Now, twenty years later, I see more nuance in his character, as I work into the puzzle the details about him that never quite seemed to fit. In truth, the man had little interest in money. If a patient didn’t pay, he’d never send a reminder. And he took anything in trade: the boys’ haircuts, an air conditioner, even the family dog. He didn’t hoard his money; he just couldn’t spend it on anything that smacked of a treat. What a pity he never shared the dime story with his children; they might have come to see that his withholding was not about love. I think he never imagined that anything more was expected of him, that his presence at a ball game or graduation mattered. He was the devoted provider, the willing workhorse pulling the family into a better life, soldiering on in his own father’s footsteps.
Just recently, I talked about Murray with one of the nieces who’d lived in the apartment over the office. She remembers a very different man, a generous man, one who relaxed with her father after office hours, who didn’t charge rent and paid for summer camp. Most astonishing, Murray secretly bought her older sister a set of silver when she married, worried that his wife’s gift might be chintzy. Suddenly, a subplot emerged: my mother-in-law resented the time and money Murray gave his sister and her family, and he knew it.
I can imagine Murray more at ease in the apartment over the office—where he must have enjoyed being appreciated for his generosity—than in the grand Flatbush house with its bevy of demanding children whose lives he may not have fully understood. No doubt, a sense of filial responsibility led him to ease his sister’s financial difficulties and to try to narrow the gap between the two families’ lives. Clearly, it was easier for him to make a big purchase like the fine house and gift of silver than a small one like an ice cream cone.

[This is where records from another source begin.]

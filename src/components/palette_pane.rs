use crate::config::theme::{ThemeStyles, flash_color};
use crate::core::palette::Palette;
use ratatui::Frame;
use ratatui::layout::Rect;
use ratatui::style::Style;
use ratatui::text::{Line, Span};
use ratatui::widgets::{Block, Paragraph};

const SWATCH: &str = "██";

/// The color option list. Owns only the cursor; the toggle flags live in the
/// core [`Palette`].
#[derive(Debug, Default)]
pub struct PaletteComponent {
    cursor: usize,
}

impl PaletteComponent {
    #[must_use]
    pub fn cursor(&self) -> usize {
        self.cursor
    }

    pub fn move_up(&mut self) {
        self.cursor = self.cursor.saturating_sub(1);
    }

    pub fn move_down(&mut self, option_count: usize) {
        self.cursor = (self.cursor + 1).min(option_count.saturating_sub(1));
    }

    fn option_line(
        &self,
        index: usize,
        palette: &Palette,
        focused: bool,
        theme: &ThemeStyles,
    ) -> Line<'static> {
        let option = palette.options()[index];
        let marker = if option.selected { "[x]" } else { "[ ]" };
        let name_style = if focused && index == self.cursor {
            theme.selection
        } else if option.selected {
            theme.accent
        } else {
            theme.text
        };

        Line::from(vec![
            Span::styled(
                SWATCH.to_string(),
                Style::new().fg(flash_color(option.id)),
            ),
            Span::raw(" "),
            Span::styled(format!("{marker} {}", option.id.name()), name_style),
        ])
    }

    pub fn render(
        &mut self,
        f: &mut Frame,
        area: Rect,
        palette: &Palette,
        focused: bool,
        theme: &ThemeStyles,
    ) {
        let border = if focused {
            theme.border_active
        } else {
            theme.border
        };
        let block = Block::bordered()
            .border_style(border)
            .style(theme.panel_block)
            .title(" Colors ");

        let lines: Vec<Line> = (0..palette.len())
            .map(|index| self.option_line(index, palette, focused, theme))
            .collect();

        f.render_widget(Paragraph::new(lines).block(block), area);
    }
}

#[cfg(test)]
mod tests {
    use super::*;

    #[test]
    fn test_cursor_stops_at_top() {
        let mut component = PaletteComponent::default();
        component.move_up();
        assert_eq!(component.cursor(), 0);
    }

    #[test]
    fn test_cursor_stops_at_bottom() {
        let mut component = PaletteComponent::default();
        for _ in 0..20 {
            component.move_down(8);
        }
        assert_eq!(component.cursor(), 7);
    }
}
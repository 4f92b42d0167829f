use crate::config::theme::ThemeStyles;
use crate::core::palette::Palette;
use crate::state::{RunStatus, State};
use ratatui::Frame;
use ratatui::text::{Line, Span};
use ratatui::widgets::Block;

#[derive(Debug, Default)]
pub struct UiComponent;

impl UiComponent {
    fn build_status_bar(
        app_state: &State,
        palette: &Palette,
        theme: &ThemeStyles,
    ) -> Vec<Span<'static>> {
        let selected_count = palette.selected().len();

        let run_status = {
            let text = app_state.run_status.to_string();
            let style = match app_state.run_status {
                RunStatus::Idle => theme.text_muted,
                RunStatus::Running { .. } => theme.warning,
                RunStatus::Finished { .. } => theme.success,
            };
            Span::styled(text, style)
        };

        vec![
            Span::styled(
                format!("{selected_count} colors selected"),
                theme.text_muted,
            ),
            Span::raw(" | "),
            run_status,
            Span::raw(" | "),
        ]
    }

    fn build_top_bar(theme: &ThemeStyles) -> Vec<Span<'static>> {
        vec![
            Span::styled("Press 'q' to quit", theme.text_muted),
            Span::raw(" | "),
            Span::styled("'s' to start", theme.text_muted),
            Span::raw(" | "),
            Span::styled("'?' for help", theme.text_muted),
        ]
    }

    pub fn render(
        &mut self,
        f: &mut Frame,
        full_area: ratatui::layout::Rect,
        app_state: &State,
        palette: &Palette,
        theme: &ThemeStyles,
    ) {
        let status_bar = Self::build_status_bar(app_state, palette, theme);
        let top_bar = Self::build_top_bar(theme);

        let block = Block::bordered()
            .border_style(theme.border)
            .style(theme.base_block)
            .title(Line::from(top_bar))
            .title_bottom(Line::from(status_bar));

        f.render_widget(block, full_area);
    }
}
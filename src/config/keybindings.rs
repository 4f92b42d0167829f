use crossterm::event::{KeyCode, KeyModifiers};

#[derive(Debug, Clone, Copy, PartialEq, Eq)]
pub enum KeyAction {
    Quit,
    ToggleHelp,
    CloseWidget,
    Start,
    FocusNext,
    FocusPrev,
    MoveUp,
    MoveDown,
    ToggleColor,
    InputChar(char),
    InputBackspace,
}

#[derive(Debug, Clone, Copy, PartialEq, Eq)]
pub enum KeyBindingCategory {
    Application,
    Controls,
}

pub struct Binding {
    pub code: KeyCode,
    pub modifiers: KeyModifiers,
    pub action: KeyAction,
    pub category: KeyBindingCategory,
    pub help: &'static str,
}

const KEY_BINDINGS: &[Binding] = &[
    Binding {
        code: KeyCode::Char('q'),
        modifiers: KeyModifiers::NONE,
        action: KeyAction::Quit,
        category: KeyBindingCategory::Application,
        help: "Quit application",
    },
    Binding {
        code: KeyCode::Char('?'),
        modifiers: KeyModifiers::NONE,
        action: KeyAction::ToggleHelp,
        category: KeyBindingCategory::Application,
        help: "Toggle this help",
    },
    Binding {
        code: KeyCode::Esc,
        modifiers: KeyModifiers::NONE,
        action: KeyAction::CloseWidget,
        category: KeyBindingCategory::Application,
        help: "Close help",
    },
    Binding {
        code: KeyCode::Char('s'),
        modifiers: KeyModifiers::NONE,
        action: KeyAction::Start,
        category: KeyBindingCategory::Application,
        help: "Start a run",
    },
    Binding {
        code: KeyCode::Enter,
        modifiers: KeyModifiers::NONE,
        action: KeyAction::Start,
        category: KeyBindingCategory::Application,
        help: "Start a run",
    },
    Binding {
        code: KeyCode::Tab,
        modifiers: KeyModifiers::NONE,
        action: KeyAction::FocusNext,
        category: KeyBindingCategory::Controls,
        help: "Focus next control",
    },
    Binding {
        code: KeyCode::BackTab,
        modifiers: KeyModifiers::SHIFT,
        action: KeyAction::FocusPrev,
        category: KeyBindingCategory::Controls,
        help: "Focus previous control",
    },
    Binding {
        code: KeyCode::Up,
        modifiers: KeyModifiers::NONE,
        action: KeyAction::MoveUp,
        category: KeyBindingCategory::Controls,
        help: "Move up in the palette",
    },
    Binding {
        code: KeyCode::Down,
        modifiers: KeyModifiers::NONE,
        action: KeyAction::MoveDown,
        category: KeyBindingCategory::Controls,
        help: "Move down in the palette",
    },
    Binding {
        code: KeyCode::Char(' '),
        modifiers: KeyModifiers::NONE,
        action: KeyAction::ToggleColor,
        category: KeyBindingCategory::Controls,
        help: "Toggle the highlighted color",
    },
    Binding {
        code: KeyCode::Backspace,
        modifiers: KeyModifiers::NONE,
        action: KeyAction::InputBackspace,
        category: KeyBindingCategory::Controls,
        help: "Delete from the focused field",
    },
];

#[derive(Debug, Default)]
pub struct KeyBindings;

impl KeyBindings {
    pub fn lookup_binding(
        &self,
        code: KeyCode,
        modifiers: KeyModifiers,
    ) -> Option<&'static Binding> {
        KEY_BINDINGS
            .iter()
            .find(|binding| binding.code == code && binding.modifiers == modifiers)
    }

    #[must_use]
    pub fn bindings(&self) -> &'static [Binding] {
        KEY_BINDINGS
    }
}

#[must_use]
pub fn format_key_for_display(code: KeyCode, modifiers: KeyModifiers) -> String {
    let key = match code {
        KeyCode::Char(' ') => "Space".to_string(),
        KeyCode::Char(c) => c.to_string(),
        KeyCode::Enter => "Enter".to_string(),
        KeyCode::Esc => "Esc".to_string(),
        KeyCode::Tab => "Tab".to_string(),
        KeyCode::BackTab => "Shift+Tab".to_string(),
        KeyCode::Backspace => "Bksp".to_string(),
        KeyCode::Up => "Up".to_string(),
        KeyCode::Down => "Down".to_string(),
        other => format!("{other:?}"),
    };

    if modifiers.contains(KeyModifiers::SHIFT) && code != KeyCode::BackTab {
        format!("Shift+{key}")
    } else {
        key
    }
}
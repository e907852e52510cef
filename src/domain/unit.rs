//! Units of measurement and conversion to the canonical unit

use serde::{Deserialize, Serialize};

/// Centimeters per inch
pub const CM_PER_INCH: f64 = 2.54;

/// Unit of measurement for entered dimensions.
///
/// All stored dimensions and computed areas are expressed in
/// centimeters regardless of the input unit.
#[derive(Debug, Clone, Copy, PartialEq, Eq, Default, Serialize, Deserialize)]
pub enum Unit {
    #[default]
    Centimeters,
    Inches,
}

impl Unit {
    /// All selectable units, in dropdown order
    pub const ALL: [Unit; 2] = [Unit::Centimeters, Unit::Inches];

    /// Convert a value in this unit to centimeters
    pub fn to_cm(self, value: f64) -> f64 {
        match self {
            Unit::Centimeters => value,
            Unit::Inches => value * CM_PER_INCH,
        }
    }

    /// Short name used for logging
    pub fn name(self) -> &'static str {
        match self {
            Unit::Centimeters => "cm",
            Unit::Inches => "in",
        }
    }
}

#[cfg(test)]
mod tests {
    use super::*;

    #[test]
    fn test_centimeters_pass_through() {
        assert_eq!(Unit::Centimeters.to_cm(10.0), 10.0);
    }

    #[test]
    fn test_inches_convert() {
        assert_eq!(Unit::Inches.to_cm(1.0), 2.54);
        assert_eq!(Unit::Inches.to_cm(10.0), 25.4);
    }
}
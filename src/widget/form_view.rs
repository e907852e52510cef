//! Form layout: selectors, dimension inputs, calculate button, result

use cosmic::Element;
use cosmic::iced::Length;
use cosmic::iced_core::Alignment;
use cosmic::iced_widget::{column, row};
use cosmic::widget::{button, dropdown, horizontal_space, text, text_input};

use crate::domain::{ShapeKind, Unit};
use crate::fl;
use crate::form::{Field, FormState, Msg};

/// Dropdown label for a shape kind
pub fn shape_label(kind: ShapeKind) -> String {
    match kind {
        ShapeKind::Square => fl!("shape-square"),
        ShapeKind::Rectangle => fl!("shape-rectangle"),
        ShapeKind::Triangle => fl!("shape-triangle"),
        ShapeKind::Circle => fl!("shape-circle"),
    }
}

/// Dropdown label for a unit
pub fn unit_label(unit: Unit) -> String {
    match unit {
        Unit::Centimeters => fl!("unit-centimeters"),
        Unit::Inches => fl!("unit-inches"),
    }
}

fn field_label(field: Field) -> String {
    match field {
        Field::Side => fl!("field-side"),
        Field::Length => fl!("field-length"),
        Field::Width => fl!("field-width"),
        Field::Base => fl!("field-base"),
        Field::Height => fl!("field-height"),
        Field::Diameter => fl!("field-diameter"),
    }
}

fn labeled_row<'a>(label: String, control: Element<'a, Msg>) -> Element<'a, Msg> {
    row![text::body(label), horizontal_space(), control]
        .spacing(8)
        .align_y(Alignment::Center)
        .width(Length::Fill)
        .into()
}

/// Build the form for the current state
pub fn build_form<'a>(
    form: &'a FormState,
    result: Option<&'a str>,
    shape_labels: &'a [String],
    unit_labels: &'a [String],
) -> Element<'a, Msg> {
    let shape_index = ShapeKind::ALL.iter().position(|k| *k == form.kind);
    let unit_index = Unit::ALL.iter().position(|u| *u == form.unit);

    let shape_row = labeled_row(
        fl!("choose-shape"),
        dropdown(shape_labels, shape_index, |index| {
            Msg::ShapeSelected(ShapeKind::ALL[index])
        })
        .into(),
    );

    let unit_row = labeled_row(
        fl!("choose-unit"),
        dropdown(unit_labels, unit_index, |index| {
            Msg::UnitSelected(Unit::ALL[index])
        })
        .into(),
    );

    let mut content = column![shape_row, unit_row]
        .spacing(12)
        .padding(16)
        .width(Length::Fill);

    for field in form.visible_fields() {
        let field = *field;
        let input = text_input("", form.value(field))
            .on_input(move |value| Msg::FieldEdited(field, value))
            .width(Length::Fixed(160.0));
        content = content.push(labeled_row(field_label(field), input.into()));
    }

    content = content.push(
        row![
            horizontal_space(),
            button::suggested(fl!("calculate")).on_press(Msg::Calculate),
            horizontal_space(),
        ]
        .width(Length::Fill),
    );

    // One message at a time: the area string or the error text
    if let Some(result) = result {
        content = content.push(
            row![horizontal_space(), text::body(result), horizontal_space()].width(Length::Fill),
        );
    }

    content.into()
}
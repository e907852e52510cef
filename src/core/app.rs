use cosmic::app;

use crate::config::PlanimeterConfig;
use crate::domain::{ShapeKind, Unit};
use crate::fl;
use crate::form::{FormState, Msg};
use crate::widget::form_view;

pub(crate) fn run() -> cosmic::iced::Result {
    let settings = cosmic::app::Settings::default().size(cosmic::iced::Size::new(380.0, 420.0));
    cosmic::app::run::<App>(settings, ())
}

pub struct App {
    pub core: app::Core,
    pub config: PlanimeterConfig,
    pub form: FormState,
    /// Formatted area or error text from the last calculate action
    pub result: Option<String>,
    /// Dropdown labels, cached since fl! allocates
    pub shape_labels: Vec<String>,
    pub unit_labels: Vec<String>,
}

impl cosmic::Application for App {
    type Executor = cosmic::executor::Default;

    type Flags = ();

    type Message = Msg;

    const APP_ID: &'static str = "io.github.planimeter.planimeter";

    fn core(&self) -> &app::Core {
        &self.core
    }

    fn core_mut(&mut self) -> &mut app::Core {
        &mut self.core
    }

    fn init(
        core: app::Core,
        _flags: Self::Flags,
    ) -> (Self, cosmic::iced::Task<cosmic::Action<Self::Message>>) {
        let config = PlanimeterConfig::load();
        let form = FormState::new(config.shape_kind, config.unit);

        (
            Self {
                core,
                config,
                form,
                result: None,
                shape_labels: ShapeKind::ALL
                    .iter()
                    .map(|kind| form_view::shape_label(*kind))
                    .collect(),
                unit_labels: Unit::ALL
                    .iter()
                    .map(|unit| form_view::unit_label(*unit))
                    .collect(),
            },
            cosmic::iced::Task::none(),
        )
    }

    fn header_center(&self) -> Vec<cosmic::Element<'_, Self::Message>> {
        vec![cosmic::widget::text::heading(fl!("app-title")).into()]
    }

    fn view(&self) -> cosmic::Element<'_, Self::Message> {
        form_view::build_form(
            &self.form,
            self.result.as_deref(),
            &self.shape_labels,
            &self.unit_labels,
        )
    }

    fn update(
        &mut self,
        message: Self::Message,
    ) -> cosmic::iced::Task<cosmic::Action<Self::Message>> {
        match message {
            Msg::ShapeSelected(kind) => {
                // Field set changes with the kind, so stale text and the
                // previous result are discarded.
                self.form.select_kind(kind);
                self.result = None;
                if self.config.shape_kind != kind {
                    self.config.shape_kind = kind;
                    self.config.save();
                }
            }
            Msg::UnitSelected(unit) => {
                self.form.unit = unit;
                if self.config.unit != unit {
                    self.config.unit = unit;
                    self.config.save();
                }
            }
            Msg::FieldEdited(field, text) => {
                self.form.set_value(field, text);
            }
            Msg::Calculate => {
                let outcome = self.form.calculate();
                match &outcome {
                    Ok(text) => log::debug!(
                        "{} ({}): {}",
                        self.form.kind.name(),
                        self.form.unit.name(),
                        text
                    ),
                    Err(err) => log::debug!("{} rejected: {}", self.form.kind.name(), err),
                }
                self.result = Some(outcome.unwrap_or_else(|err| err.to_string()));
            }
        }
        cosmic::iced::Task::none()
    }
}
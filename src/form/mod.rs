//! Form controller for the calculator
//!
//! This module contains:
//! - Msg enum for events dispatched by the form widgets
//! - FormState bridging raw field text to the shape model

pub mod messages;
pub mod state;

pub use messages::*;
pub use state::*;
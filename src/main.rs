mod config;
mod core;
mod domain;
mod form;
mod localize;
mod widget;

fn main() -> cosmic::iced::Result {
    env_logger::Builder::from_env(env_logger::Env::default().default_filter_or("warn")).init();
    localize::localize();
    core::app::run()
}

I keep going back in my mind to an exchange during Murray’s last visit to our house in the country, a year before he died. My husband and I tried and failed to entice him to join us in the hot tub, but he was moved to say, while watching from a lounge chair, “It gives me so much pleasure to see you enjoying yourselves.” This was a startling statement from a man who almost never gave voice to his feelings. Recalling it today makes me realize how much I underestimated him. I can never know all that was in his heart, but the devotion and sweetness I first perceived were certainly there in good measure. Since Murray wasn’t my father, and I never suffered from his miserliness, it may be easier for me than for his children to see him as the complex person he was. But my view of my own parents is evolving similarly.
Trying to get a fix on a parent as you age, is like taking bearings from a moving platform. And, then, the world keeps turning, too. Now, I even find there is something to be said for Murray’s reluctance to spend. Shouldn’t we all be putting on sweaters and turning down the heat? Assaulted with enticements to shop, surrounded by “stuff” for which I have no room or need, his words come back to me nearly every day: “What do I need it for?”
We all recognize that our own inner lives are a mess of disabling insecurities, conflicted needs, and unexpressed yearnings. Eventually it dawns on us that what is true of ourselves is true of everyone.